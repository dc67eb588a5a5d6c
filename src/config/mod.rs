//! Statutory rate configuration for the payroll engine.
//!
//! This module provides functionality to load the statutory deduction
//! rates (PF, ESI, overtime) from a YAML file, with defaults matching the
//! current statutory values.
//!
//! # Example
//!
//! ```no_run
//! use payroll_engine::config::ConfigLoader;
//!
//! let config = ConfigLoader::load("./config/statutory").unwrap();
//! println!("PF cap: {}", config.rates().pf.employee_cap);
//! ```

mod loader;
mod types;

pub use loader::ConfigLoader;
pub use types::{EsiRates, OvertimeRates, PfRates, StatutoryRates};
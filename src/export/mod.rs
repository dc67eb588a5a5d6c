//! Export serialization.
//!
//! The engine produces two artifact kinds: quoted CSV text for the PF and
//! ESI reports, and a geometric page layout for payslips. Actual file
//! download and PDF rasterization are external collaborators that consume
//! these outputs.

mod csv;
mod payslip_layout;

pub use csv::{esi_report_csv, pf_report_csv, report_filename};
pub use payslip_layout::{
    PAGE_HEIGHT, PAGE_MARGIN, PAGE_WIDTH, PayslipDocument, PayslipPage, PayslipSlot, Rect,
    SLIPS_PER_PAGE, SlipRegions, layout_payslips,
};
//! Attendance record model and source resolution.
//!
//! This module defines the raw daily [`AttendanceRecord`] as stored upstream
//! and the [`AttendanceSource`] tagged variant that resolves, once per record,
//! which of the three data sources a record carries its numbers in.

use std::str::FromStr;

use chrono::{NaiveDate, NaiveTime};
use rust_decimal::Decimal;
use serde::{Deserialize, Serialize};
use tracing::debug;

/// Daily attendance outcome stored on a record.
#[derive(Debug, Clone, Copy, PartialEq, Eq, Serialize, Deserialize)]
#[serde(rename_all = "snake_case")]
pub enum AttendanceStatus {
    /// Employee was present for the day.
    Present,
    /// Employee was absent for the day.
    Absent,
    /// Employee arrived late.
    Late,
}

/// One raw attendance row: one employee, one day.
///
/// Rows are read-only inputs fetched from storage. A row normally carries a
/// [`AttendanceStatus`] for a single day, but manual bulk entries instead fill
/// the structured numeric columns with pre-aggregated multi-day values, and
/// legacy rows carry a JSON-encoded override in `notes`. Exactly one of those
/// sources is authoritative per row; see [`AttendanceSource::resolve`].
#[derive(Debug, Clone, PartialEq, Serialize, Deserialize)]
pub struct AttendanceRecord {
    /// Identifier of the employee the row belongs to.
    pub employee_id: String,
    /// Calendar day the row tracks.
    pub date: NaiveDate,
    /// High-level attendance outcome; the last-resort counting source.
    pub status: AttendanceStatus,
    /// Clock-in time, when the employee punched in.
    #[serde(default)]
    pub check_in_time: Option<NaiveTime>,
    /// Clock-out time, when the employee punched out.
    #[serde(default)]
    pub check_out_time: Option<NaiveTime>,
    /// Structured column: pre-aggregated present-day count.
    #[serde(default)]
    pub present_days: Option<Decimal>,
    /// Structured column: pre-aggregated absent-day count.
    #[serde(default)]
    pub absent_days: Option<Decimal>,
    /// Structured column: pre-aggregated late-day count.
    #[serde(default)]
    pub late_days: Option<Decimal>,
    /// Structured column: pre-aggregated overtime hours.
    #[serde(default)]
    pub ot_hours: Option<Decimal>,
    /// Structured column: food allowance amount.
    #[serde(default)]
    pub food: Option<Decimal>,
    /// Structured column: uniform allowance amount.
    #[serde(default)]
    pub uniform: Option<Decimal>,
    /// Structured column: miscellaneous deduction amount.
    #[serde(default)]
    pub deduction: Option<Decimal>,
    /// Free-text notes; may contain a JSON-encoded override of the
    /// structured fields on legacy rows.
    #[serde(default)]
    pub notes: Option<String>,
}

impl AttendanceRecord {
    /// Returns true when any of the four structured counters
    /// (present/absent/late days, overtime hours) is present and non-zero.
    pub fn has_structured_fields(&self) -> bool {
        [
            self.present_days,
            self.absent_days,
            self.late_days,
            self.ot_hours,
        ]
        .iter()
        .flatten()
        .any(|value| !value.is_zero())
    }

    /// Elapsed hours between clock-in and clock-out, when both are present.
    ///
    /// Computed same-day; a row spanning midnight is out of scope and yields
    /// a negative duration that downstream overtime logic ignores.
    pub fn clocked_hours(&self) -> Option<Decimal> {
        let check_in = self.check_in_time?;
        let check_out = self.check_out_time?;
        let minutes = (check_out - check_in).num_minutes();
        Some(Decimal::new(minutes, 0) / Decimal::new(60, 0))
    }
}

/// The additive numeric payload of a structured or legacy-notes row.
#[derive(Debug, Clone, Default, PartialEq)]
pub struct StatTotals {
    /// Present-day count to add.
    pub present_days: Decimal,
    /// Absent-day count to add.
    pub absent_days: Decimal,
    /// Late-day count to add.
    pub late_days: Decimal,
    /// Overtime hours to add.
    pub ot_hours: Decimal,
    /// Food allowance amount to add.
    pub food: Decimal,
    /// Uniform allowance amount to add.
    pub uniform: Decimal,
    /// Deduction amount to add.
    pub deduction: Decimal,
}

/// The single authoritative data source of one attendance row.
///
/// Resolution is a strict priority chain; the first branch whose condition
/// holds wins and the others are skipped entirely:
///
/// 1. [`Structured`](Self::Structured) — any structured counter is present
///    and non-zero; carries all structured columns, allowances and
///    deduction included.
/// 2. [`LegacyNotes`](Self::LegacyNotes) — `notes` parses as a JSON object;
///    carries its numeric fields, each defaulting to zero.
/// 3. [`StatusOnly`](Self::StatusOnly) — everything else; counts one day by
///    the status enum.
#[derive(Debug, Clone, PartialEq)]
pub enum AttendanceSource {
    /// Numbers come from the structured columns.
    Structured(StatTotals),
    /// Numbers come from the JSON override inside `notes`.
    LegacyNotes(StatTotals),
    /// Only the status enum is usable; count a single day from it.
    StatusOnly(AttendanceStatus),
}

impl AttendanceSource {
    /// Resolves which source is authoritative for `record`.
    ///
    /// A notes value that fails to parse, or parses to something other than
    /// an object, is logged at debug level and falls through to
    /// [`StatusOnly`](Self::StatusOnly); parse failures are never surfaced
    /// to the caller.
    pub fn resolve(record: &AttendanceRecord) -> Self {
        if record.has_structured_fields() {
            return Self::Structured(StatTotals {
                present_days: record.present_days.unwrap_or(Decimal::ZERO),
                absent_days: record.absent_days.unwrap_or(Decimal::ZERO),
                late_days: record.late_days.unwrap_or(Decimal::ZERO),
                ot_hours: record.ot_hours.unwrap_or(Decimal::ZERO),
                food: record.food.unwrap_or(Decimal::ZERO),
                uniform: record.uniform.unwrap_or(Decimal::ZERO),
                deduction: record.deduction.unwrap_or(Decimal::ZERO),
            });
        }

        if let Some(notes) = record.notes.as_deref() {
            match serde_json::from_str::<serde_json::Value>(notes) {
                Ok(serde_json::Value::Object(fields)) => {
                    // Legacy notes never carried a deduction field.
                    return Self::LegacyNotes(StatTotals {
                        present_days: numeric_field(&fields, "present_days"),
                        absent_days: numeric_field(&fields, "absent_days"),
                        late_days: numeric_field(&fields, "late_days"),
                        ot_hours: numeric_field(&fields, "ot_hours"),
                        food: numeric_field(&fields, "food"),
                        uniform: numeric_field(&fields, "uniform"),
                        deduction: Decimal::ZERO,
                    });
                }
                Ok(_) => {
                    debug!(
                        employee_id = %record.employee_id,
                        date = %record.date,
                        "notes JSON is not an object, falling back to status"
                    );
                }
                Err(err) => {
                    debug!(
                        employee_id = %record.employee_id,
                        date = %record.date,
                        error = %err,
                        "notes JSON failed to parse, falling back to status"
                    );
                }
            }
        }

        Self::StatusOnly(record.status)
    }
}

/// Reads a numeric field from a parsed notes object.
///
/// Missing fields and non-numeric stored values both coerce to zero.
fn numeric_field(fields: &serde_json::Map<String, serde_json::Value>, name: &str) -> Decimal {
    match fields.get(name) {
        Some(serde_json::Value::Number(number)) => {
            Decimal::from_str(&number.to_string()).unwrap_or(Decimal::ZERO)
        }
        _ => Decimal::ZERO,
    }
}

#[cfg(test)]
mod tests {
    use super::*;

    fn dec(s: &str) -> Decimal {
        Decimal::from_str(s).unwrap()
    }

    fn make_date(date_str: &str) -> NaiveDate {
        NaiveDate::parse_from_str(date_str, "%Y-%m-%d").unwrap()
    }

    fn make_time(time_str: &str) -> NaiveTime {
        NaiveTime::parse_from_str(time_str, "%H:%M:%S").unwrap()
    }

    fn status_record(status: AttendanceStatus) -> AttendanceRecord {
        AttendanceRecord {
            employee_id: "EMP001".to_string(),
            date: make_date("2024-02-05"),
            status,
            check_in_time: None,
            check_out_time: None,
            present_days: None,
            absent_days: None,
            late_days: None,
            ot_hours: None,
            food: None,
            uniform: None,
            deduction: None,
            notes: None,
        }
    }

    /// AS-001: structured columns win over notes
    #[test]
    fn test_structured_columns_win_over_notes() {
        let mut record = status_record(AttendanceStatus::Absent);
        record.present_days = Some(dec("20"));
        record.food = Some(dec("500"));
        record.notes = Some(r#"{"present_days": 99}"#.to_string());

        match AttendanceSource::resolve(&record) {
            AttendanceSource::Structured(totals) => {
                assert_eq!(totals.present_days, dec("20"));
                assert_eq!(totals.food, dec("500"));
            }
            other => panic!("Expected Structured, got {:?}", other),
        }
    }

    /// AS-002: all-zero structured columns fall through to notes
    #[test]
    fn test_zero_structured_columns_fall_through_to_notes() {
        let mut record = status_record(AttendanceStatus::Present);
        record.present_days = Some(Decimal::ZERO);
        record.ot_hours = Some(Decimal::ZERO);
        record.notes = Some(r#"{"present_days": 22, "ot_hours": 5.5}"#.to_string());

        match AttendanceSource::resolve(&record) {
            AttendanceSource::LegacyNotes(totals) => {
                assert_eq!(totals.present_days, dec("22"));
                assert_eq!(totals.ot_hours, dec("5.5"));
                assert_eq!(totals.absent_days, Decimal::ZERO);
            }
            other => panic!("Expected LegacyNotes, got {:?}", other),
        }
    }

    /// AS-003: unparseable notes fall through to status
    #[test]
    fn test_unparseable_notes_fall_through_to_status() {
        let mut record = status_record(AttendanceStatus::Late);
        record.notes = Some("called in late, traffic".to_string());

        assert_eq!(
            AttendanceSource::resolve(&record),
            AttendanceSource::StatusOnly(AttendanceStatus::Late)
        );
    }

    /// AS-004: notes parsing to a non-object falls through to status
    #[test]
    fn test_non_object_notes_fall_through_to_status() {
        let mut record = status_record(AttendanceStatus::Present);
        record.notes = Some("[1, 2, 3]".to_string());

        assert_eq!(
            AttendanceSource::resolve(&record),
            AttendanceSource::StatusOnly(AttendanceStatus::Present)
        );

        record.notes = Some("null".to_string());
        assert_eq!(
            AttendanceSource::resolve(&record),
            AttendanceSource::StatusOnly(AttendanceStatus::Present)
        );
    }

    /// AS-005: non-numeric notes fields coerce to zero
    #[test]
    fn test_non_numeric_notes_fields_coerce_to_zero() {
        let mut record = status_record(AttendanceStatus::Present);
        record.notes = Some(r#"{"present_days": "22", "ot_hours": 3}"#.to_string());

        match AttendanceSource::resolve(&record) {
            AttendanceSource::LegacyNotes(totals) => {
                assert_eq!(totals.present_days, Decimal::ZERO);
                assert_eq!(totals.ot_hours, dec("3"));
            }
            other => panic!("Expected LegacyNotes, got {:?}", other),
        }
    }

    /// AS-006: notes deduction field is ignored
    #[test]
    fn test_notes_deduction_field_is_ignored() {
        let mut record = status_record(AttendanceStatus::Present);
        record.notes = Some(r#"{"present_days": 10, "deduction": 250}"#.to_string());

        match AttendanceSource::resolve(&record) {
            AttendanceSource::LegacyNotes(totals) => {
                assert_eq!(totals.deduction, Decimal::ZERO);
            }
            other => panic!("Expected LegacyNotes, got {:?}", other),
        }
    }

    #[test]
    fn test_record_without_notes_counts_by_status() {
        let record = status_record(AttendanceStatus::Absent);
        assert_eq!(
            AttendanceSource::resolve(&record),
            AttendanceSource::StatusOnly(AttendanceStatus::Absent)
        );
    }

    #[test]
    fn test_clocked_hours_requires_both_timestamps() {
        let mut record = status_record(AttendanceStatus::Present);
        assert_eq!(record.clocked_hours(), None);

        record.check_in_time = Some(make_time("09:00:00"));
        assert_eq!(record.clocked_hours(), None);

        record.check_out_time = Some(make_time("19:30:00"));
        assert_eq!(record.clocked_hours(), Some(dec("10.5")));
    }

    #[test]
    fn test_clocked_hours_no_cross_midnight_handling() {
        let mut record = status_record(AttendanceStatus::Present);
        record.check_in_time = Some(make_time("22:00:00"));
        record.check_out_time = Some(make_time("06:00:00"));

        // Same-day arithmetic only: the elapsed value goes negative.
        assert_eq!(record.clocked_hours(), Some(dec("-16")));
    }

    #[test]
    fn test_deserialize_minimal_record() {
        let json = r#"{
            "employee_id": "EMP001",
            "date": "2024-02-05",
            "status": "present"
        }"#;

        let record: AttendanceRecord = serde_json::from_str(json).unwrap();
        assert_eq!(record.employee_id, "EMP001");
        assert_eq!(record.status, AttendanceStatus::Present);
        assert!(record.notes.is_none());
        assert!(!record.has_structured_fields());
    }

    #[test]
    fn test_status_serialization() {
        assert_eq!(
            serde_json::to_string(&AttendanceStatus::Present).unwrap(),
            "\"present\""
        );
        assert_eq!(
            serde_json::to_string(&AttendanceStatus::Absent).unwrap(),
            "\"absent\""
        );
        assert_eq!(
            serde_json::to_string(&AttendanceStatus::Late).unwrap(),
            "\"late\""
        );
    }
}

------

What to produce → Search the entries for the word "when", then gather every line that has it.

Answer to this exercise →
    /// Clock-in time, when the employee punched in.
    /// Clock-out time, when the employee punched out.
    /// Returns true when any of the four structured counters
    /// Elapsed hours between clock-in and clock-out, when both are present.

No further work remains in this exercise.